В этой книге воспроизведена фотография, изображающая Горького и Твена среди группы американских литераторов. Горькому хорошо запомнилась эта встреча. В небольшом очерке он запечатлел облик американского писателя и его выступление перед кружком «молодых литераторов и журналистов». «У него на круглом черепе — великолепные волосы, — какие-то буйные языки белого, холодного огня, — пишет Горький о Твене. — Из-под тяжелых, всегда полуопущенных век редко виден умный и острый блеск серых глаз, но, когда они взглянут прямо в твое лицо, чувствуешь, что все морщины на нем измерены и останутся навсегда в памяти этого человека. Его сухие складные кости двигаются осторожно, каждая из них чувствует свою старость.

— Джентльмены! — говорит он, стоя и держась руками за спинку стула. — Я слишком стар, чтоб быть сентиментальным, но до сего дня был, очевидно, молод, чтоб понимать страну чудес и преступлений, мучеников и палачей, как мы ее знаем. Она удивляла меня и вас терпением своего народа — мы не однажды, как помню, усмехались, слушая подвиги терпения, — американец упрям, но он плохо знаком с терпением, как я, Твен, — с игрой в покер на Марсе,

— Потом мы стали кое-что понимать — баррикады в Москве, это понятно нам, хотя их строят, вообще, не ради долларов, — так я сказал?

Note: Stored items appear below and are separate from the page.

use crate::models::{MetricKind, Thresholds};
use crate::source;
use serde::Deserialize;

#[derive(Debug, Clone, Deserialize, Default)]
#[serde(default)]
pub struct AppConfig {
    pub api: ApiConfig,
    pub polling: PollingConfig,
    pub thresholds: Thresholds,
}

#[derive(Debug, Clone, Deserialize)]
#[serde(default)]
pub struct ApiConfig {
    /// Origin of the metrics service, e.g. "http://127.0.0.1:8000".
    pub base_url: String,
    /// Explicit client id; takes precedence over dashboard_path.
    pub client_id: Option<String>,
    /// Dashboard path to derive the client id from, e.g. "/view/abc123/".
    pub dashboard_path: Option<String>,
    pub request_timeout_secs: u64,
}

impl Default for ApiConfig {
    fn default() -> Self {
        Self {
            base_url: "http://127.0.0.1:8000".into(),
            client_id: None,
            dashboard_path: None,
            request_timeout_secs: 10,
        }
    }
}

impl ApiConfig {
    /// Client id resolution: explicit value, else derived from the dashboard
    /// path, else the fixed default.
    pub fn resolved_client_id(&self) -> String {
        self.client_id
            .clone()
            .filter(|id| !id.is_empty())
            .or_else(|| {
                self.dashboard_path
                    .as_deref()
                    .and_then(source::client_id_from_path)
            })
            .unwrap_or_else(|| source::DEFAULT_CLIENT_ID.into())
    }
}

#[derive(Debug, Clone, Deserialize)]
#[serde(default)]
pub struct PollingConfig {
    pub interval_ms: u64,
    /// Samples retained per metric (the sliding window).
    pub history_capacity: usize,
    /// Max tick updates kept in the broadcast channel for slow presenters.
    pub broadcast_capacity: usize,
    /// How often to log app stats (ticks completed, masked failures) at INFO level.
    pub stats_log_interval_secs: u64,
}

impl Default for PollingConfig {
    fn default() -> Self {
        Self {
            interval_ms: 3000,
            history_capacity: 20,
            broadcast_capacity: 16,
            stats_log_interval_secs: 60,
        }
    }
}

impl AppConfig {
    /// Load from CONFIG_FILE, or config.toml, or run entirely on defaults when
    /// no file exists and none was requested.
    pub fn load() -> anyhow::Result<Self> {
        match std::env::var("CONFIG_FILE") {
            Ok(path) => {
                let s = std::fs::read_to_string(&path)?;
                Self::load_from_str(&s)
            }
            Err(_) => match std::fs::read_to_string("config.toml") {
                Ok(s) => Self::load_from_str(&s),
                Err(e) if e.kind() == std::io::ErrorKind::NotFound => {
                    let config = Self::default();
                    config.validate()?;
                    Ok(config)
                }
                Err(e) => Err(e.into()),
            },
        }
    }

    /// Parse and validate config from a string (e.g. for tests).
    pub fn load_from_str(s: &str) -> anyhow::Result<Self> {
        let config: AppConfig = toml::from_str(s)?;
        config.validate()?;
        Ok(config)
    }

    fn validate(&self) -> anyhow::Result<()> {
        anyhow::ensure!(
            !self.api.base_url.is_empty(),
            "api.base_url must be non-empty"
        );
        anyhow::ensure!(
            self.api.request_timeout_secs > 0,
            "api.request_timeout_secs must be > 0, got {}",
            self.api.request_timeout_secs
        );
        anyhow::ensure!(
            self.polling.interval_ms > 0,
            "polling.interval_ms must be > 0, got {}",
            self.polling.interval_ms
        );
        anyhow::ensure!(
            self.polling.history_capacity > 0,
            "polling.history_capacity must be > 0, got {}",
            self.polling.history_capacity
        );
        anyhow::ensure!(
            self.polling.broadcast_capacity > 0,
            "polling.broadcast_capacity must be > 0, got {}",
            self.polling.broadcast_capacity
        );
        anyhow::ensure!(
            self.polling.stats_log_interval_secs > 0,
            "polling.stats_log_interval_secs must be > 0, got {}",
            self.polling.stats_log_interval_secs
        );
        for kind in MetricKind::ALL {
            let pair = self.thresholds.get(kind);
            anyhow::ensure!(
                pair.warning < pair.critical,
                "thresholds.{}: warning ({}) must be below critical ({})",
                kind,
                pair.warning,
                pair.critical
            );
        }
        Ok(())
    }
}
// Bounded per-metric sample windows

use crate::models::{MetricKind, Sample};
use std::collections::VecDeque;

/// Default window size: the last 20 samples per metric.
pub const DEFAULT_CAPACITY: usize = 20;

/// Fixed-capacity FIFO window over one metric's samples. Appends go to the
/// tail; when the window is full the oldest sample is evicted. Values are
/// stored as supplied: validation is the producer's concern.
#[derive(Debug, Clone)]
pub struct SampleBuffer {
    samples: VecDeque<Sample>,
    capacity: usize,
}

impl SampleBuffer {
    pub fn new(capacity: usize) -> Self {
        Self {
            samples: VecDeque::with_capacity(capacity),
            capacity,
        }
    }

    /// Append at the tail, evicting the head when over capacity. At most one
    /// eviction per append since appends happen once per tick.
    pub fn append(&mut self, sample: Sample) {
        self.samples.push_back(sample);
        if self.samples.len() > self.capacity {
            self.samples.pop_front();
        }
    }

    pub fn len(&self) -> usize {
        self.samples.len()
    }

    pub fn is_empty(&self) -> bool {
        self.samples.is_empty()
    }

    pub fn capacity(&self) -> usize {
        self.capacity
    }

    /// Retained values, oldest first.
    pub fn values(&self) -> Vec<f64> {
        self.samples.iter().map(|s| s.value).collect()
    }

    /// Retained samples, oldest first.
    pub fn samples(&self) -> Vec<Sample> {
        self.samples.iter().copied().collect()
    }

    pub fn latest(&self) -> Option<Sample> {
        self.samples.back().copied()
    }
}

/// Explicit context object owning one window per metric kind. Owned by the
/// poller; only ever mutated from tick completion, so no shared state.
#[derive(Debug, Clone)]
pub struct MetricHistory {
    buffers: [SampleBuffer; MetricKind::ALL.len()],
}

impl MetricHistory {
    pub fn new(capacity: usize) -> Self {
        Self {
            buffers: std::array::from_fn(|_| SampleBuffer::new(capacity)),
        }
    }

    pub fn buffer(&self, kind: MetricKind) -> &SampleBuffer {
        &self.buffers[kind as usize]
    }

    pub fn append(&mut self, kind: MetricKind, sample: Sample) {
        self.buffers[kind as usize].append(sample);
    }

    /// All four series in canonical order, oldest first within each.
    pub fn series(&self) -> Vec<(MetricKind, Vec<Sample>)> {
        MetricKind::ALL
            .iter()
            .map(|&kind| (kind, self.buffer(kind).samples()))
            .collect()
    }
}

impl Default for MetricHistory {
    fn default() -> Self {
        Self::new(DEFAULT_CAPACITY)
    }
}
// In-process presenter: renders tick updates and alerts via tracing.
// Real chart rendering lives outside the core; this adapter consumes the same
// interface a chart view would (per-metric series + per-tick alert list).

use crate::models::{Sample, Severity, TickUpdate};
use chrono::TimeZone;
use tokio::sync::broadcast;

/// Chart axis labels derived from real sample timestamps, local time.
pub fn time_labels(samples: &[Sample]) -> Vec<String> {
    samples.iter().map(|s| format_label(s.observed_at)).collect()
}

fn format_label(observed_at: u64) -> String {
    match chrono::Local.timestamp_millis_opt(observed_at as i64) {
        chrono::LocalResult::Single(t) => t.format("%H:%M:%S").to_string(),
        _ => "--:--:--".into(),
    }
}

/// Subscribes to tick updates and renders until the channel closes.
pub fn spawn(mut rx: broadcast::Receiver<TickUpdate>) -> tokio::task::JoinHandle<()> {
    tokio::spawn(async move {
        let mut had_alerts = false;
        loop {
            match rx.recv().await {
                Ok(update) => render(&update, &mut had_alerts),
                Err(broadcast::error::RecvError::Lagged(missed)) => {
                    tracing::debug!(missed, "presenter lagged behind tick updates");
                }
                Err(broadcast::error::RecvError::Closed) => break,
            }
        }
        tracing::debug!("Presenter shutting down");
    })
}

fn render(update: &TickUpdate, had_alerts: &mut bool) {
    for (kind, samples) in &update.series {
        if let Some(latest) = samples.last() {
            tracing::info!(
                metric = %kind,
                points = samples.len(),
                "{} {:.1}{}",
                kind.label(),
                latest.value,
                kind.unit()
            );
        }
    }
    if !update.masked.is_empty() {
        tracing::debug!(?update.masked, "metrics without data this tick");
    }

    // An empty list clears the panel; render the transition once.
    if update.alerts.is_empty() {
        if *had_alerts {
            tracing::info!("alerts cleared");
        }
        *had_alerts = false;
        return;
    }
    for alert in &update.alerts {
        match alert.severity {
            Severity::Critical => tracing::error!(
                severity = %alert.severity,
                "{} high: {:.1} (threshold {})",
                alert.metric.label(),
                alert.value,
                alert.threshold
            ),
            Severity::Warning => tracing::warn!(
                severity = %alert.severity,
                "{} high: {:.1} (threshold {})",
                alert.metric.label(),
                alert.value,
                alert.threshold
            ),
        }
    }
    *had_alerts = true;
}
// Sliding-window buffer tests

use syswatch_view::history::{DEFAULT_CAPACITY, MetricHistory, SampleBuffer};
use syswatch_view::models::{MetricKind, Sample};

fn sample(value: f64) -> Sample {
    Sample {
        value,
        observed_at: 0,
    }
}

#[test]
fn test_buffer_starts_empty() {
    let buffer = SampleBuffer::new(DEFAULT_CAPACITY);
    assert!(buffer.is_empty());
    assert_eq!(buffer.len(), 0);
    assert!(buffer.latest().is_none());
    assert!(buffer.values().is_empty());
}

#[test]
fn test_buffer_append_below_capacity_keeps_everything() {
    let mut buffer = SampleBuffer::new(20);
    for i in 0..5 {
        buffer.append(sample(i as f64));
    }
    assert_eq!(buffer.len(), 5);
    assert_eq!(buffer.values(), vec![0.0, 1.0, 2.0, 3.0, 4.0]);
}

#[test]
fn test_buffer_evicts_oldest_first_at_capacity() {
    let mut buffer = SampleBuffer::new(20);
    for i in 0..30 {
        buffer.append(sample(i as f64));
    }
    assert_eq!(buffer.len(), 20);
    // The retained values are exactly the last 20 appended, oldest first.
    let expected: Vec<f64> = (10..30).map(|i| i as f64).collect();
    assert_eq!(buffer.values(), expected);
    assert_eq!(buffer.latest().unwrap().value, 29.0);
}

#[test]
fn test_buffer_accepts_unvalidated_values() {
    let mut buffer = SampleBuffer::new(3);
    buffer.append(sample(-5.0));
    buffer.append(sample(250.0));
    assert_eq!(buffer.values(), vec![-5.0, 250.0]);
}

#[test]
fn test_buffer_capacity_one() {
    let mut buffer = SampleBuffer::new(1);
    buffer.append(sample(1.0));
    buffer.append(sample(2.0));
    assert_eq!(buffer.len(), 1);
    assert_eq!(buffer.values(), vec![2.0]);
}

#[test]
fn test_history_buffers_are_independent() {
    let mut history = MetricHistory::new(20);
    history.append(MetricKind::Cpu, sample(42.0));
    assert_eq!(history.buffer(MetricKind::Cpu).len(), 1);
    assert_eq!(history.buffer(MetricKind::Ram).len(), 0);
    assert_eq!(history.buffer(MetricKind::Disk).len(), 0);
    assert_eq!(history.buffer(MetricKind::Ping).len(), 0);
}

#[test]
fn test_history_series_in_canonical_order() {
    let mut history = MetricHistory::new(20);
    for kind in MetricKind::ALL {
        history.append(kind, sample(1.0));
    }
    let series = history.series();
    let kinds: Vec<MetricKind> = series.iter().map(|(k, _)| *k).collect();
    assert_eq!(kinds, MetricKind::ALL.to_vec());
    assert!(series.iter().all(|(_, samples)| samples.len() == 1));
}

#[test]
fn test_samples_keep_observed_at() {
    let mut buffer = SampleBuffer::new(20);
    buffer.append(Sample {
        value: 1.0,
        observed_at: 1000,
    });
    buffer.append(Sample {
        value: 2.0,
        observed_at: 4000,
    });
    let samples = buffer.samples();
    assert_eq!(samples[0].observed_at, 1000);
    assert_eq!(samples[1].observed_at, 4000);
}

Конечно, он сказал верно, это доказывается десятком одобрительных восклицаний, улыбками. Он кажется очень старым, однако ясно, что он играет роль старика, ибо часто его движения и жесты так сильны, ловки и так грациозны, что на минуту забываешь его седую голову».

В этом коротеньком очерке все дышит душевной симпатией к Твену. И эту симпатию разделяют миллионы советских читателей.